▶ _TASK DESCRIPTION_: Please report how many lines in the records below contain the word "FakeTokenSource", and give nothing else.

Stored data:
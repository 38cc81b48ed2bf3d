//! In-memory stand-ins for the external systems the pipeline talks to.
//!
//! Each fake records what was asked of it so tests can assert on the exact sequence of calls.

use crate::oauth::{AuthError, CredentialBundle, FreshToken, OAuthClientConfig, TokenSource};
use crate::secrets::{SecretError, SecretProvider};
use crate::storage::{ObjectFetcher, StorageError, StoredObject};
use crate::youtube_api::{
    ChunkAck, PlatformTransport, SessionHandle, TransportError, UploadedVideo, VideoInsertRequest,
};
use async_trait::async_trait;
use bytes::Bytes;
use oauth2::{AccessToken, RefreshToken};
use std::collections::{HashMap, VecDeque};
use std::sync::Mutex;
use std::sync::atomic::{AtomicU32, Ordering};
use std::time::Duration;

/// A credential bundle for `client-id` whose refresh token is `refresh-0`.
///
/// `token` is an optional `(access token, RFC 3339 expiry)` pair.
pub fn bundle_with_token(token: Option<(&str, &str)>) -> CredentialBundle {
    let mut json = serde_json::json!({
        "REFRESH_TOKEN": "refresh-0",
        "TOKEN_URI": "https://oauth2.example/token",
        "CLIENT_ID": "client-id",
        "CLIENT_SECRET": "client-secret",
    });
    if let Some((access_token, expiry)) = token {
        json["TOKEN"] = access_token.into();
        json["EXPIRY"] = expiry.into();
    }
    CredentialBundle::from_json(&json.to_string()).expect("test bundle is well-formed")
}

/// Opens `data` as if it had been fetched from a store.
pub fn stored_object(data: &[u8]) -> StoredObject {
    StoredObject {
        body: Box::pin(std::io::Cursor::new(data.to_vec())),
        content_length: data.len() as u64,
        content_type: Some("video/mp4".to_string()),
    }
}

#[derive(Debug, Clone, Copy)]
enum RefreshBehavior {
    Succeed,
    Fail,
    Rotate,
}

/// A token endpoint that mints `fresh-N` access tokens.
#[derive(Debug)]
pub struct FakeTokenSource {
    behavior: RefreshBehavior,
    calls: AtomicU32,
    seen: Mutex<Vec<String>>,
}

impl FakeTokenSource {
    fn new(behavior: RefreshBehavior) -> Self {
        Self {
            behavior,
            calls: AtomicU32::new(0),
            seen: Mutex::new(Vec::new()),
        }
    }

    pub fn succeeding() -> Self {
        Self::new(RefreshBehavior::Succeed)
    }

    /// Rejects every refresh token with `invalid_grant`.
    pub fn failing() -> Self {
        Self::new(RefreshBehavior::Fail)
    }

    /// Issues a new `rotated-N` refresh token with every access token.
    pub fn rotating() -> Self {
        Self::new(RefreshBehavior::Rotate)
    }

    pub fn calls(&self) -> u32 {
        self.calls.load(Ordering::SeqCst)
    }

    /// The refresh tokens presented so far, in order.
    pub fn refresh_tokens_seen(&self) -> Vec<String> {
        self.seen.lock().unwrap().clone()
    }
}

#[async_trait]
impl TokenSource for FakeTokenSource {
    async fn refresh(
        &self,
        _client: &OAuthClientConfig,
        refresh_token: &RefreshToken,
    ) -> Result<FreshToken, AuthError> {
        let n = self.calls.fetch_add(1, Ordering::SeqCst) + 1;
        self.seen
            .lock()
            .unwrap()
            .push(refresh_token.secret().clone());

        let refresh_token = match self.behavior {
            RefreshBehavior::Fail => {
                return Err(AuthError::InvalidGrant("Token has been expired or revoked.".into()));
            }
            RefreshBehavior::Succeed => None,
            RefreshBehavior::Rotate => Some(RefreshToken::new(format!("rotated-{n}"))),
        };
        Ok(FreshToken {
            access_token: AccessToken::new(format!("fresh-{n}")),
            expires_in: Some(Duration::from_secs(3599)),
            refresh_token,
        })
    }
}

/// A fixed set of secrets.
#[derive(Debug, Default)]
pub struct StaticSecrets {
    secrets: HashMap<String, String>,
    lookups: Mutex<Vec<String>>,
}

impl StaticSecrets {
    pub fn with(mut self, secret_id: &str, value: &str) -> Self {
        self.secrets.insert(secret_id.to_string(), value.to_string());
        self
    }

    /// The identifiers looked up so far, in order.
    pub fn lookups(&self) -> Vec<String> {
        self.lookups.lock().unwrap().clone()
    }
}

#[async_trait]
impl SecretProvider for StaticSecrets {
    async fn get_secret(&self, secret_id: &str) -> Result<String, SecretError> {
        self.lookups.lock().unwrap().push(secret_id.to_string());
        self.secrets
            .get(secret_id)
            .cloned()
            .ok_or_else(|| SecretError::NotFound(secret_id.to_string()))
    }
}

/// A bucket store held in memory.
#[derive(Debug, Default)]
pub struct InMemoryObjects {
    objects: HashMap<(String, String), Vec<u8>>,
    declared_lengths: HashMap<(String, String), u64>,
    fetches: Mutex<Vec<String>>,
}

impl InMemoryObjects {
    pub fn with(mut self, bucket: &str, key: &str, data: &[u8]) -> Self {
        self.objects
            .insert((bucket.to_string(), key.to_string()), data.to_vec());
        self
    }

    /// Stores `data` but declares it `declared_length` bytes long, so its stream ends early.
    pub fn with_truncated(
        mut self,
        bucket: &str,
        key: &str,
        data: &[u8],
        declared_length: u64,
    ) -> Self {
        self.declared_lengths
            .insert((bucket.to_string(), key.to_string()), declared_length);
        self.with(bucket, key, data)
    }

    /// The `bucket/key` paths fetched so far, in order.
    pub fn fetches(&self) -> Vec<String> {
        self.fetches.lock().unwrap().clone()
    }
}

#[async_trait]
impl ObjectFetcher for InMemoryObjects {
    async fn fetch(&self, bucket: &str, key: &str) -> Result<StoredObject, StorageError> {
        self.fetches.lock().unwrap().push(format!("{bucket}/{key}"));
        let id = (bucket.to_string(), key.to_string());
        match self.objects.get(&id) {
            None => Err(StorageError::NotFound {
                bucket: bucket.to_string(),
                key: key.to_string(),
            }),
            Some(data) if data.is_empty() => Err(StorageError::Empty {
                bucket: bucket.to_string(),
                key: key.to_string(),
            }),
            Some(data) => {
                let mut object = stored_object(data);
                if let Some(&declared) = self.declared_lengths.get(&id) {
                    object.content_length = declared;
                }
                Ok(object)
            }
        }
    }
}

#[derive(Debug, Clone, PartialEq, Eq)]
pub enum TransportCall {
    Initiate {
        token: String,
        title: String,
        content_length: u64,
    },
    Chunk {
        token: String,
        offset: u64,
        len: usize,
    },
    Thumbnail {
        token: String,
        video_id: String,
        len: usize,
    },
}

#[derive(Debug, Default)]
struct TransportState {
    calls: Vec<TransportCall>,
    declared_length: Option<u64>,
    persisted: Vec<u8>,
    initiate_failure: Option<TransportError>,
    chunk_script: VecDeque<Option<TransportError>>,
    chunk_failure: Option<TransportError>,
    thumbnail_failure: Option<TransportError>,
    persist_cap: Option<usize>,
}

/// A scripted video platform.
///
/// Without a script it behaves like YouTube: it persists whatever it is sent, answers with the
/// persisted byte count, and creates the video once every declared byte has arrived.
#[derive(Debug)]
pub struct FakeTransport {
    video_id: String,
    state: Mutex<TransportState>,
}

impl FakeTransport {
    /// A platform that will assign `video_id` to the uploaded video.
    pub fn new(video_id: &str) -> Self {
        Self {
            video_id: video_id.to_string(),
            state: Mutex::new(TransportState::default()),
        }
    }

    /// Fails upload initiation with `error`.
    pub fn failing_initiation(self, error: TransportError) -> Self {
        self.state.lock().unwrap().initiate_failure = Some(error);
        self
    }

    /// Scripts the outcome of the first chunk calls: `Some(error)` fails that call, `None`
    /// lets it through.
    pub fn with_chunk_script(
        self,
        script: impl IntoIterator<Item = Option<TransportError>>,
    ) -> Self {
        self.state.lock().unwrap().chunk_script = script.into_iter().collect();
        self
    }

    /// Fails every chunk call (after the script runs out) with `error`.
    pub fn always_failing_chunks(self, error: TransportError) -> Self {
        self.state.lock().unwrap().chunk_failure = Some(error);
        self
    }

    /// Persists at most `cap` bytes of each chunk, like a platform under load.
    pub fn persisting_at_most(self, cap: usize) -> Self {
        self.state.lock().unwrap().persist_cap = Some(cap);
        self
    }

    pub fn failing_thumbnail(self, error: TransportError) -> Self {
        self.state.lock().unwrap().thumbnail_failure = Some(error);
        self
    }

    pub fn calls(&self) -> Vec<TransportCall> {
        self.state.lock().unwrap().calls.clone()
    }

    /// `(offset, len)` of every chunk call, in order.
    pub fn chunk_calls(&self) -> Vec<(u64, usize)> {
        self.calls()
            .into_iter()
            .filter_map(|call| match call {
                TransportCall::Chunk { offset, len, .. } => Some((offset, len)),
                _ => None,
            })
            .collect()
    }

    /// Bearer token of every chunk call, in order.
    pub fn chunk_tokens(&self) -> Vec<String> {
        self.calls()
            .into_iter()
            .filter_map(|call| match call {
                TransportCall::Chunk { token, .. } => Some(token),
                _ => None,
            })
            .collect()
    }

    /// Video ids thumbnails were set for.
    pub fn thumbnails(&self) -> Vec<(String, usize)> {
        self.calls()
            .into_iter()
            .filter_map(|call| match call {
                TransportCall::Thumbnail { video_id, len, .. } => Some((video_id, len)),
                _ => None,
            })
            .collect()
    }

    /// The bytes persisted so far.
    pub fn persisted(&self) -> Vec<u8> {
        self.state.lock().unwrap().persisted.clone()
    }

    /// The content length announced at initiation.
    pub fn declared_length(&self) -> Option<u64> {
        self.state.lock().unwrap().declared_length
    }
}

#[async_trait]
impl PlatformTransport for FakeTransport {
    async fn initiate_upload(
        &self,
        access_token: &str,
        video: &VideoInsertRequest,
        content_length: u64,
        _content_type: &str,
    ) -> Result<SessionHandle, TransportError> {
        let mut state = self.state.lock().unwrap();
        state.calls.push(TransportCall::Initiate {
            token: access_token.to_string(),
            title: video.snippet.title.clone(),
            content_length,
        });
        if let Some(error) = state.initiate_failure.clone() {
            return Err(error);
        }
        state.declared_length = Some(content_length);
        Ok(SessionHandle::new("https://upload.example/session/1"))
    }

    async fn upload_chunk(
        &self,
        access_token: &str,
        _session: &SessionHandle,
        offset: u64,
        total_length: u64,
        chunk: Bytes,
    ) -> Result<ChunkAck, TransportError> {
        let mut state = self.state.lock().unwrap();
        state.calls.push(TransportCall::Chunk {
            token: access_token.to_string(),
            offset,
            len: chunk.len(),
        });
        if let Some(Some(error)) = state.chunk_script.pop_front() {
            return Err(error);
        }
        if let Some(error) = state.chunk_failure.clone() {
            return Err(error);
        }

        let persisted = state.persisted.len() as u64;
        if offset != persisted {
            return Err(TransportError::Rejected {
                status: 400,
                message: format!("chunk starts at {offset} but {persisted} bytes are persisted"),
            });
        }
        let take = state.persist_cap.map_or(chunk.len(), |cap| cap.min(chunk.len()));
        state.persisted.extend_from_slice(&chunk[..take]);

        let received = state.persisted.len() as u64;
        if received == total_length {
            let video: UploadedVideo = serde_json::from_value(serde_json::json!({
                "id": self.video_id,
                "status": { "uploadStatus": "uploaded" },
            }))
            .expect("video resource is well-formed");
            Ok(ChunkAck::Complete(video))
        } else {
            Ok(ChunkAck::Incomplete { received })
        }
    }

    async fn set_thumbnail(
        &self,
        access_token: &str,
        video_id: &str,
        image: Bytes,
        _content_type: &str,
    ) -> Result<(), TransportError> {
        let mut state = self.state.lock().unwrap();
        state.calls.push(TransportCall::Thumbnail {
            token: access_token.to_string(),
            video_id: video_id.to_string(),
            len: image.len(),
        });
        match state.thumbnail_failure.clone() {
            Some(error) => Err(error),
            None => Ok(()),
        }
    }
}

▶ _OUTPUT BELOW_: 3